I don’t think I need to lean on my years of therapy to point out that it taps pretty deeply in the multiple and abuse thing - that my WHOLE LIFE I have largely had to present as someone I am not, going through things I am not, to the point that I really have to work to feel anything else. It has handicapped me in a lot of ways that I still experience and lately I have kind of despaired that it will ever get any better than this. Not that this is terrible. But it is not peaceful, either.
That extra little tip of the scales - dentist, sick toddler - puts me in a tizzy in my head and heart, still.
I wish things could be a little easier sometimes. These are all normal everyday events, but I seem to feel them more than others. And then I think and you want another child in all this?
Any thoughts?
Small changes, big dreams
I recently have shaken up my commuting routine. For the last almost-year I have been driving to work and back, all by myself, in my Volvo. I’ve looked for buddies to drive with, but no one wanted to work my 8-4. And I tried all the transit permutations* and the best of the bunch in the cost-time analysis takes 1 hr 15 min, as opposed to a 45-min drive.
However, the costs have really been getting to me - parking primarily, but gas has been catching up. Not to mention the guilt about, you know, killing the planet (although right now, 15-30 min of Noah time seems worth it, in that myopic way that doesn’t connect this to us all breathing).
Now that Noah seems pretty comfortable at daycare and can express himself reasonably well, it seemed like an okay time to be a bit later (5:15 instead of somewhere between 4:45 and 5) and to take the risk of delay.
So, now I drive to the nearest subway station, about 15 min, park and get onto the platform and then take two trains. This should save me at least $200/mo.
But it’s also suddenly, miraculously, provided reading and writing time in my day. I’m enjoying this a lot. It’s like suddenly rediscovering a limb, or something. Because mostly at home I am Doing Something and not sitting thinking or reading or scribbling away.
~~
I think I would like to get pregnant. There, I said it. In fact, we have been trying and it has not been going so well. This shouldn’t be a surprise, given our reproductive history, but after Noah’s conception and birth I guess I was back to thinking that sex makes babies, ones that survive beyond the first trimester and all.
I have mixed feelings about - well, everything. Pregnancy itself, esp. with Noah around, scares me to death, although we’ve already gotten through one miscarriage. I’m not sure I’ll be able to handle two kids and have no idea how we would pay for daycare for two really.

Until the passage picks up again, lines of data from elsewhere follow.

#[derive(Debug)]
pub enum ApiError {
    Network(reqwest::Error, String),
    /// Non-2xx answer; `message` is the backend's payload.
    Api { status: u16, url: String, message: String },
    Parsing(reqwest::Error, String),
    NotFound(String),
    Other(String),
}

impl ApiError {
    pub fn is_not_found(&self) -> bool {
        matches!(self, ApiError::NotFound(_))
    }

    /// The backend refused the auth token.
    pub fn is_unauthorized(&self) -> bool {
        matches!(self, ApiError::Api { status: 401 | 403, .. })
    }
}

impl fmt::Display for ApiError {
    fn fmt(&self, f: &mut fmt::Formatter<'_>) -> fmt::Result {
        match self {
            ApiError::Network(e, url) => write!(f, "Network error for {url}: {e}"),
            ApiError::Api { status, url, message } => {
                if message.is_empty() {
                    write!(f, "HTTP {status} for {url}")
                } else {
                    f.write_str(message)
                }
            }
            ApiError::Parsing(e, url) => write!(f, "Parse error for {url}: {e}"),
            ApiError::NotFound(url) => write!(f, "Not found: {url}"),
            ApiError::Other(msg) => write!(f, "Error: {msg}"),
        }
    }
}

impl std::error::Error for ApiError {}

impl GonawinApi {
    pub fn new(base_url: impl Into<String>) -> Self {
        Self {
            client: Client::builder()
                .user_agent(concat!("gonawin/", env!("CARGO_PKG_VERSION"), " (terminal client)"))
                .build()
                .unwrap_or_default(),
            base_url: base_url.into().trim_end_matches('/').to_owned(),
            auth: None,
            timeout: Duration::from_secs(10),
        }
    }

    /// Attach the backend auth token sent as `Authorization` on every call.
    pub fn with_auth(mut self, auth: Option<String>) -> Self {
        self.auth = auth;
        self
    }

    pub fn set_auth(&mut self, auth: Option<String>) {
        self.auth = auth;
    }

    pub fn base_url(&self) -> &str {
        &self.base_url
    }

    // -----------------------------------------------------------------------
    // Users
    // -----------------------------------------------------------------------

    pub async fn fetch_user(&self, id: i64) -> ApiResult<UserShow> {
        let path = format!("j/users/show/{id}?including={}", encode(CURRENT_USER_INCLUDES));
        let raw: UserEnvelope = self.get(&path).await?;
        Ok(UserShow {
            user: map_user(raw.user.unwrap_or_default()),
            image_url: raw.image_url,
        })
    }

    pub async fn fetch_user_teams(&self, id: i64) -> ApiResult<Vec<TeamSummary>> {
        let raw: TeamsEnvelope = self.get(&format!("j/users/{id}/teams")).await?;
        Ok(raw.teams.unwrap_or_default().into_iter().map(map_team_summary).collect())
    }

    pub async fn fetch_user_tournaments(&self, id: i64) -> ApiResult<Vec<TournamentSummary>> {
        let raw: TournamentsEnvelope = self.get(&format!("j/users/{id}/tournaments")).await?;
        Ok(raw
            .tournaments
            .unwrap_or_default()
            .into_iter()
            .map(map_tournament_summary)
            .collect())
    }

    // -----------------------------------------------------------------------
    // Teams
    // -----------------------------------------------------------------------

    pub async fn fetch_team(&self, id: i64) -> ApiResult<TeamShow> {
        let raw: TeamEnvelope = self.get(&format!("j/teams/show/{id}")).await?;
        Ok(TeamShow {
            team: map_team(raw.team.unwrap_or_default()),
            joined: raw.joined.unwrap_or(false),
            request_sent: raw.request_sent.unwrap_or(false),
            players: raw.players.unwrap_or_default().into_iter().map(map_user).collect(),
            tournaments: raw
                .tournaments
                .unwrap_or_default()
                .into_iter()
                .map(map_tournament_summary)
                .collect(),
            image_url: raw.image_url,
        })
    }

    /// Team members ordered by score.
    pub async fn fetch_team_ranking(&self, id: i64, limit: usize) -> ApiResult<Vec<Ranked>> {
        let path = format!("j/teams/{id}/ranking?rankby=users&limit={limit}");
        let raw: RankingEnvelope = self.get(&path).await?;
        Ok(raw.users.unwrap_or_default().into_iter().map(map_ranked_user).collect())
    }

    // -----------------------------------------------------------------------
    // Tournaments
    // -----------------------------------------------------------------------

    pub async fn fetch_tournament(&self, id: i64) -> ApiResult<TournamentShow> {
        let raw: TournamentEnvelope = self.get(&format!("j/tournaments/show/{id}")).await?;
        Ok(TournamentShow {
            tournament: map_tournament(raw.tournament.unwrap_or_default()),
            joined: raw.joined.unwrap_or(false),
            participants: raw.participants.unwrap_or_default().into_iter().map(map_user).collect(),
            teams: raw.teams.unwrap_or_default().into_iter().map(map_team_summary).collect(),
            image_url: raw.image_url,
        })
    }

    pub async fn fetch_tournament_ranking(
        &self,
        id: i64,
        rank_by: RankBy,
        limit: usize,
    ) -> ApiResult<Vec<Ranked>> {
        let path = format!(
            "j/tournaments/{id}/ranking?rankby={}&limit={limit}",
            rank_by.as_str()
        );
        let raw: RankingEnvelope = self.get(&path).await?;
        let ranked = match rank_by {
            RankBy::Users => raw.users.unwrap_or_default().into_iter().map(map_ranked_user).collect(),
            RankBy::Teams => raw.teams.unwrap_or_default().into_iter().map(map_ranked_team).collect(),
        };
        Ok(ranked)
    }

    /// Teams the current user administers, with whether each already takes part.
    pub async fn fetch_candidates(&self, tournament_id: i64) -> ApiResult<Vec<Candidate>> {
        let raw: CandidatesEnvelope = self
            .get(&format!("j/tournaments/{tournament_id}/candidates"))
            .await?;
        Ok(raw
            .candidates
            .unwrap_or_default()
            .into_iter()
            .map(|c| Candidate {
                team: map_team_summary(c.team.unwrap_or_default()),
                joined: c.joined.unwrap_or(false),
            })
            .collect())
    }

    // -----------------------------------------------------------------------
    // Membership
    // -----------------------------------------------------------------------

    pub async fn apply_membership(&self, op: &MembershipOp) -> ApiResult<MembershipReply> {
        let path = op.path().ok_or_else(|| {
            ApiError::Other(format!("{:?} is not possible on {:?}", op.action, op.collective))
        })?;
        let message_info = match self.post::<MessageReply>(&path).await? {
            MessageReply::Text(text) => Some(text),
            MessageReply::Envelope(raw) => raw.message_info,
        };
        Ok(MembershipReply { message_info: message_info.filter(|m| !m.is_empty()) })
    }

    // -----------------------------------------------------------------------
    // Activities
    // -----------------------------------------------------------------------

    /// One page of the current user's activity feed. Pages start at 1.
    pub async fn fetch_activities(&self, count: usize, page: u32) -> ApiResult<ActivityPage> {
        let raw: ActivitiesReply = self.get(&format!("j/activities?count={count}&page={page}")).await?;
        let activity_page = match raw {
            ActivitiesReply::List(list) => ActivityPage {
                activities: list.into_iter().map(map_activity).collect(),
                current_page: page,
                last_page: page,
            },
            ActivitiesReply::Paged(envelope) => {
                let results = envelope.results.unwrap_or_default();
                ActivityPage {
                    activities: results
                        .activities
                        .unwrap_or_default()
                        .into_iter()
                        .map(map_activity)
                        .collect(),
                    current_page: results.current_page.unwrap_or(page),
                    last_page: results.last_page.unwrap_or(page),
                }
            }
        };
        Ok(activity_page)
    }

    // -----------------------------------------------------------------------
    // Authentication
    // -----------------------------------------------------------------------

    pub async fn fetch_google_login_url(&self) -> ApiResult<String> {
        let raw: LoginUrlEnvelope = self.get("j/auth/googleloginurl").await?;
        raw.url
            .filter(|u| !u.is_empty())
            .ok_or_else(|| ApiError::Other("backend returned no Google login url".into()))
    }

    pub async fn fetch_google_user(&self, auth_token: &str) -> ApiResult<SignedInUser> {
        let path = format!("j/auth/google/user/?auth_token={}", encode(auth_token));
        let raw: UserEnvelope = self.get(&path).await?;
        signed_in(raw)
    }

    /// Ask the backend for temporary Twitter credentials and build the
    /// authorization URL the user has to visit.
    pub async fn fetch_twitter_login_url(&self) -> ApiResult<String> {
        let raw: TwitterTokenEnvelope = self.get("j/auth/twitter").await?;
        let token = raw
            .oauth_token
            .filter(|t| !t.is_empty())
            .ok_or_else(|| ApiError::Other("backend returned no Twitter oauth token".into()))?;
        Ok(format!("{TWITTER_AUTHENTICATE}?oauth_token={}", encode(&token)))
    }

    pub async fn fetch_twitter_user(
        &self,
        oauth_token: &str,
        oauth_verifier: &str,
    ) -> ApiResult<SignedInUser> {
        let path = format!(
            "j/auth/twitter/user/?oauth_token={}&oauth_verifier={}",
            encode(oauth_token),
            encode(oauth_verifier)
        );
        let raw: UserEnvelope = self.get(&path).await?;
        signed_in(raw)
    }

    pub async fn fetch_facebook_user(
        &self,
        access_token: &str,
        id: &str,
        name: &str,
        email: &str,
    ) -> ApiResult<SignedInUser> {
        let path = format!(
            "j/auth?access_token={}&provider=facebook&id={}&name={}&email={}",
            encode(access_token),
            encode(id),
            encode(name),
            encode(email)
        );
        let raw: UserEnvelope = self.get(&path).await?;
        signed_in(raw)
    }

    pub async fn delete_google_cookie(&self) -> ApiResult<()> {
        self.send(Method::GET, "j/auth/google/deletecookie").await?;
        Ok(())
    }

    // -----------------------------------------------------------------------
    // Transport
    // -----------------------------------------------------------------------

    async fn get<T: serde::de::DeserializeOwned>(&self, path: &str) -> ApiResult<T> {
        let url = self.url(path);
        self.send(Method::GET, path)
            .await?
            .json::<T>()
            .await
            .map_err(|e| ApiError::Parsing(e, url))
    }

    async fn post<T: serde::de::DeserializeOwned>(&self, path: &str) -> ApiResult<T> {
        let url = self.url(path);
        self.send(Method::POST, path)
            .await?
            .json::<T>()
            .await
            .map_err(|e| ApiError::Parsing(e, url))
    }

    async fn send(&self, method: Method, path: &str) -> ApiResult<reqwest::Response> {
        let url = self.url(path);
        debug!("{method} {url}");

        let mut request = self.client.request(method, &url).timeout(self.timeout);
        if let Some(auth) = self.auth.as_deref() {
            request = request.header(AUTHORIZATION, auth);
        }

        let response = request
            .send()
            .await
            .map_err(|e| ApiError::Network(e, url.clone()))?;

        let status = response.status();
        if status.is_success() {
            return Ok(response);
        }
        if status == StatusCode::NOT_FOUND {
            return Err(ApiError::NotFound(url));
        }
        let message = response.text().await.unwrap_or_default().trim().to_owned();
        Err(ApiError::Api { status: status.as_u16(), url, message })
    }

    fn url(&self, path: &str) -> String {
        format!("{}/{}", self.base_url, path.trim_start_matches('/'))
    }
}
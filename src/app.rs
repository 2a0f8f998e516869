use crate::state::app_settings::AppSettings;
use crate::state::app_state::{AppState, Page, PendingLeave, StatusLine};
use crate::state::membership::MembershipToggle;
use crate::state::messages::{Failure, Fetch, NetworkRequest, Origin, Payload};
use crate::state::navigation::{Location, NOT_FOUND, ROOT, Route, WELCOME};
use crate::state::session::{Provider, SessionContext};
use gonawin_api::{MembershipAction, MembershipOp, MembershipReply};
use log::{debug, warn};

pub struct App {
    pub settings: AppSettings,
    pub state: AppState,
    pub session: SessionContext,
}

impl App {
    pub fn new(settings: AppSettings, session: SessionContext) -> Self {
        let app = Self { state: AppState::new(), settings, session };

        if let Some(level) = app.settings.log_level {
            log::set_max_level(level);
            tui_logger::set_default_level(level);
        }

        app
    }

    // -----------------------------------------------------------------------
    // Navigation
    // -----------------------------------------------------------------------

    pub fn on_started(&mut self) -> Vec<NetworkRequest> {
        let url = self.state.navigator.current().url.clone();
        self.navigate_and_reload(&url)
    }

    pub fn navigate(&mut self, url: &str) -> Vec<NetworkRequest> {
        let logged_in = self.session.is_logged_in();
        let location = self.state.navigator.go(url, logged_in).clone();
        self.enter(location, false)
    }

    fn navigate_and_reload(&mut self, url: &str) -> Vec<NetworkRequest> {
        let logged_in = self.session.is_logged_in();
        let location = self.state.navigator.go(url, logged_in).clone();
        self.enter(location, true)
    }

    pub fn back(&mut self) -> Vec<NetworkRequest> {
        let logged_in = self.session.is_logged_in();
        match self.state.navigator.back(logged_in).cloned() {
            Some(location) => self.enter(location, false),
            None => Vec::new(),
        }
    }

    /// Reload the page and force the dashboard to fetch again.
    pub fn refresh(&mut self) -> Vec<NetworkRequest> {
        self.state.dashboard.request_refresh();
        let location = self.state.navigator.current().clone();
        self.enter(location, true)
    }

    fn enter(&mut self, location: Location, reload: bool) -> Vec<NetworkRequest> {
        let route = location.route();
        let mut requests = Vec::new();

        // A query change on the tournament page keeps the page as it is.
        let same_tournament = matches!(
            (&self.state.page, route),
            (Page::Tournament(page), Route::Tournament(id)) if page.id == id
        );
        if same_tournament && !reload {
            if let Page::Tournament(page) = &mut self.state.page {
                page.tab = location.params.tab.clone();
            }
        } else {
            self.state.page_generation += 1;
            self.state.page = Page::for_route(route, location.params.tab.clone());
            self.state.confirm_leave = None;
            debug!("entered {} (page generation {})", location.url, self.state.page_generation);
            requests.extend(self.page_fetches(false));
        }

        requests.extend(self.dashboard_fetches(&location));
        requests
    }

    fn page_fetches(&mut self, refetch: bool) -> Vec<NetworkRequest> {
        let origin = Origin::Page(self.state.page_generation);
        let fetches = match &mut self.state.page {
            Page::Team(page) => vec![Fetch::Team { id: page.id }],
            Page::Tournament(page) if refetch => vec![Fetch::Tournament { id: page.id }],
            Page::Tournament(page) => {
                vec![Fetch::Tournament { id: page.id }, Fetch::Candidates { id: page.id }]
            }
            Page::Activities(page) => {
                page.next_page().map(|page| Fetch::Activities { page }).into_iter().collect()
            }
            _ => Vec::new(),
        };
        fetches.into_iter().map(|fetch| NetworkRequest::Fetch { origin, fetch }).collect()
    }

    /// Ask for the next page of the activity feed.
    pub fn more_activities(&mut self) -> Vec<NetworkRequest> {
        let origin = Origin::Page(self.state.page_generation);
        let Page::Activities(page) = &mut self.state.page else {
            return Vec::new();
        };
        match page.next_page() {
            Some(next) => {
                vec![NetworkRequest::Fetch { origin, fetch: Fetch::Activities { page: next } }]
            }
            None => {
                debug!("no more activities to load");
                Vec::new()
            }
        }
    }

    fn dashboard_fetches(&mut self, location: &Location) -> Vec<NetworkRequest> {
        let user_id = self.session.user_id();
        let Some(fetches) = self.state.dashboard.activate(location, user_id) else {
            return Vec::new();
        };
        let origin = Origin::Dashboard(self.state.dashboard.generation());
        fetches.into_iter().map(|fetch| NetworkRequest::Fetch { origin, fetch }).collect()
    }

    // -----------------------------------------------------------------------
    // Network response handlers, called from main_ui_loop
    // -----------------------------------------------------------------------

    pub fn on_loaded(&mut self, origin: Origin, payload: Payload) -> Vec<NetworkRequest> {
        match origin {
            Origin::Dashboard(generation) => {
                if generation == self.state.dashboard.generation()
                    && let Payload::CurrentUser(show) = &payload
                    && !self.session.confirm_identity(&show.user)
                {
                    self.state.status =
                        Some(StatusLine::error("Signed-in user does not match the session"));
                    return self.end_session(false);
                }
                self.state.dashboard.apply(generation, payload);
            }
            Origin::Page(generation) => {
                if generation != self.state.page_generation {
                    warn!(
                        "discarding stale page response (generation {generation}, current {})",
                        self.state.page_generation
                    );
                    return Vec::new();
                }
                match (&mut self.state.page, payload) {
                    (Page::Team(page), Payload::Team(show)) => page.on_team_loaded(show),
                    (Page::Tournament(page), Payload::Tournament(show)) => {
                        page.on_tournament_loaded(show)
                    }
                    (Page::Tournament(page), Payload::Candidates(candidates)) => {
                        page.on_candidates_loaded(candidates)
                    }
                    (Page::Activities(page), Payload::Activities(loaded)) => {
                        page.on_page_loaded(loaded)
                    }
                    (page, payload) => debug!("{} page ignores {payload:?}", page.title()),
                }
            }
        }
        Vec::new()
    }

    pub fn on_failed(&mut self, origin: Origin, failure: Failure) -> Vec<NetworkRequest> {
        let current = match origin {
            Origin::Dashboard(generation) => generation == self.state.dashboard.generation(),
            Origin::Page(generation) => generation == self.state.page_generation,
        };
        if !current {
            warn!("discarding stale failure for {origin:?}: {}", failure.message);
            return Vec::new();
        }
        if failure.unauthorized {
            warn!("backend rejected the session for {origin:?}: {}", failure.message);
            self.session.teardown();
            self.state.status = Some(StatusLine::error("Session expired, please sign in again"));
            return self.end_session(false);
        }
        if failure.not_found {
            return self.navigate(NOT_FOUND);
        }
        if let Origin::Page(_) = origin {
            self.state.page.set_error(failure.message.clone());
        }
        self.state.status = Some(StatusLine::error(failure.message));
        Vec::new()
    }

    // -----------------------------------------------------------------------
    // Membership
    // -----------------------------------------------------------------------

    /// Press the focused join/leave button. Leaving waits for confirmation.
    pub fn toggle_membership(&mut self) -> Vec<NetworkRequest> {
        let page_generation = self.state.page_generation;
        let toggle = match &mut self.state.page {
            Page::Team(page) => &mut page.toggle,
            Page::Tournament(page) => page.selected_toggle_mut(),
            _ => return Vec::new(),
        };

        if toggle.action() == Some(MembershipAction::Leave) && !toggle.is_submitting() {
            self.state.confirm_leave =
                Some(PendingLeave { page: page_generation, collective: toggle.collective });
            return Vec::new();
        }

        toggle
            .click()
            .map(|op| NetworkRequest::Membership { page: page_generation, op })
            .into_iter()
            .collect()
    }

    pub fn answer_leave(&mut self, confirmed: bool) -> Vec<NetworkRequest> {
        let Some(pending) = self.state.confirm_leave.take() else {
            return Vec::new();
        };
        if !confirmed || pending.page != self.state.page_generation {
            return Vec::new();
        }
        let Some(toggle) = self.state.page.toggle_for(pending.collective) else {
            return Vec::new();
        };
        if toggle.action() != Some(MembershipAction::Leave) {
            return Vec::new();
        }
        toggle
            .click()
            .map(|op| NetworkRequest::Membership { page: pending.page, op })
            .into_iter()
            .collect()
    }

    pub fn on_membership_applied(
        &mut self,
        page: u64,
        op: MembershipOp,
        reply: MembershipReply,
    ) -> Vec<NetworkRequest> {
        let mut requests = Vec::new();
        if let Some(info) = reply.message_info.as_deref() {
            self.state.status = Some(StatusLine::info(info));
        }

        match self.hosting_toggle(page, &op) {
            Some(toggle) => {
                toggle.succeeded(&op, reply);
                requests.extend(self.page_fetches(true));
            }
            None => warn!("{:?} completed after its page was left", op.action),
        }

        self.state.dashboard.request_refresh();
        let location = self.state.navigator.current().clone();
        requests.extend(self.dashboard_fetches(&location));
        requests
    }

    pub fn on_membership_failed(
        &mut self,
        page: u64,
        op: MembershipOp,
        failure: Failure,
    ) -> Vec<NetworkRequest> {
        if let Some(toggle) = self.hosting_toggle(page, &op) {
            toggle.failed(failure.message.clone());
        }
        if failure.not_found {
            return self.navigate(NOT_FOUND);
        }
        self.state.status = Some(StatusLine::error(failure.message));
        Vec::new()
    }

    fn hosting_toggle(
        &mut self,
        page: u64,
        op: &MembershipOp,
    ) -> Option<&mut MembershipToggle> {
        if page != self.state.page_generation {
            return None;
        }
        self.state.page.toggle_for(op.collective)
    }

    // -----------------------------------------------------------------------
    // Session
    // -----------------------------------------------------------------------

    pub fn logout(&mut self) -> Vec<NetworkRequest> {
        let delete_google_cookie = self.session.provider() == Some(Provider::Google);
        self.session.teardown();
        self.state.status = Some(StatusLine::info("Signed out"));
        self.end_session(delete_google_cookie)
    }

    fn end_session(&mut self, delete_google_cookie: bool) -> Vec<NetworkRequest> {
        self.state.dashboard.reset();
        self.state.navigator.clear_history();
        let mut requests = vec![NetworkRequest::SignOut { delete_google_cookie }];
        requests.extend(self.navigate(WELCOME));
        requests
    }

    // -----------------------------------------------------------------------
    // Index pages
    // -----------------------------------------------------------------------

    pub fn index_down(&mut self) {
        let len = self.index_len();
        match &mut self.state.page {
            Page::Teams(index) | Page::Tournaments(index) => index.select_next(len),
            Page::Tournament(page) => page.select_next(),
            Page::Activities(page) => page.select_next(),
            _ => {}
        }
    }

    pub fn index_up(&mut self) {
        match &mut self.state.page {
            Page::Teams(index) | Page::Tournaments(index) => index.select_prev(),
            Page::Tournament(page) => page.select_prev(),
            Page::Activities(page) => page.select_prev(),
            _ => {}
        }
    }

    pub fn open_selected(&mut self) -> Vec<NetworkRequest> {
        let view = &self.state.dashboard.view;
        let url = match &self.state.page {
            Page::Teams(index) => view
                .teams
                .as_ref()
                .and_then(|teams| teams.get(index.selected))
                .map(|team| format!("/teams/{}", team.id)),
            Page::Tournaments(index) => view
                .tournaments
                .as_ref()
                .and_then(|tournaments| tournaments.get(index.selected))
                .map(|tournament| format!("/tournaments/{}", tournament.id)),
            _ => None,
        };
        match url {
            Some(url) => self.navigate(&url),
            None => Vec::new(),
        }
    }

    fn index_len(&self) -> usize {
        let view = &self.state.dashboard.view;
        match self.state.page {
            Page::Teams(_) => view.teams.as_ref().map_or(0, Vec::len),
            Page::Tournaments(_) => view.tournaments.as_ref().map_or(0, Vec::len),
            _ => 0,
        }
    }

    // -----------------------------------------------------------------------
    // Location bar
    // -----------------------------------------------------------------------

    pub fn open_location_bar(&mut self) {
        self.state.location_input = Some(self.state.navigator.current().url.clone());
    }

    pub fn location_input(&mut self, c: char) {
        if let Some(input) = self.state.location_input.as_mut() {
            input.push(c);
        }
    }

    pub fn location_backspace(&mut self) {
        if let Some(input) = self.state.location_input.as_mut() {
            input.pop();
        }
    }

    pub fn cancel_location_bar(&mut self) {
        self.state.location_input = None;
    }

    pub fn submit_location_bar(&mut self) -> Vec<NetworkRequest> {
        match self.state.location_input.take() {
            Some(url) if !url.trim().is_empty() => self.navigate(&url),
            Some(_) => self.navigate(ROOT),
            None => Vec::new(),
        }
    }

    // -----------------------------------------------------------------------
    // Panels
    // -----------------------------------------------------------------------

    pub fn toggle_help(&mut self) {
        self.state.show_help = !self.state.show_help;
    }

    pub fn toggle_show_logs(&mut self) {
        self.state.show_logs = !self.state.show_logs;
    }

    pub fn toggle_full_screen(&mut self) {
        self.settings.full_screen = !self.settings.full_screen;
    }

    pub fn toggle_rank_by(&mut self) {
        self.state.dashboard.toggle_rank_by();
    }
}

And yet, I’m still pretty sure that’s what I would like, and Carl definitely is on board. Like the subway thing, this kind of seems like a daring return to the Way Life Used To Be - having some hope in life, or something.
~~
Time is so, so different when you have to get a child in bed for 7:30. I bet it’s even worse with two.
* For GTA-dwellers, here’s what I tried:
Fastest transit by far is to drive to GO bus stop, take GO bus. Cost was $9.something a day though and parking was an issue.
Go Train + Yonge line - marginally faster, esp as the GO is closer to my house (but I have to leave a little extra time so as not to miss the train), but the cost of transit passes was $260/mo, effectively wiping out 90% of the savings, so adding the stress on my day without real benefit except carbon footprint stuff (definitely a good thing, but not enough to shake me up.)
Bus + bus + Sheppard line - never was under 1 hr 20 min and was 2 hrs on two occasions out of 5 trial runs
Park at RT, take express bus from Scarb Centre to Don Mills and then across - was 1 hr 20 and dependent on when express buses ran
Park at Kennedy, subway all the way; parking comes with $109 pass, woo hoo.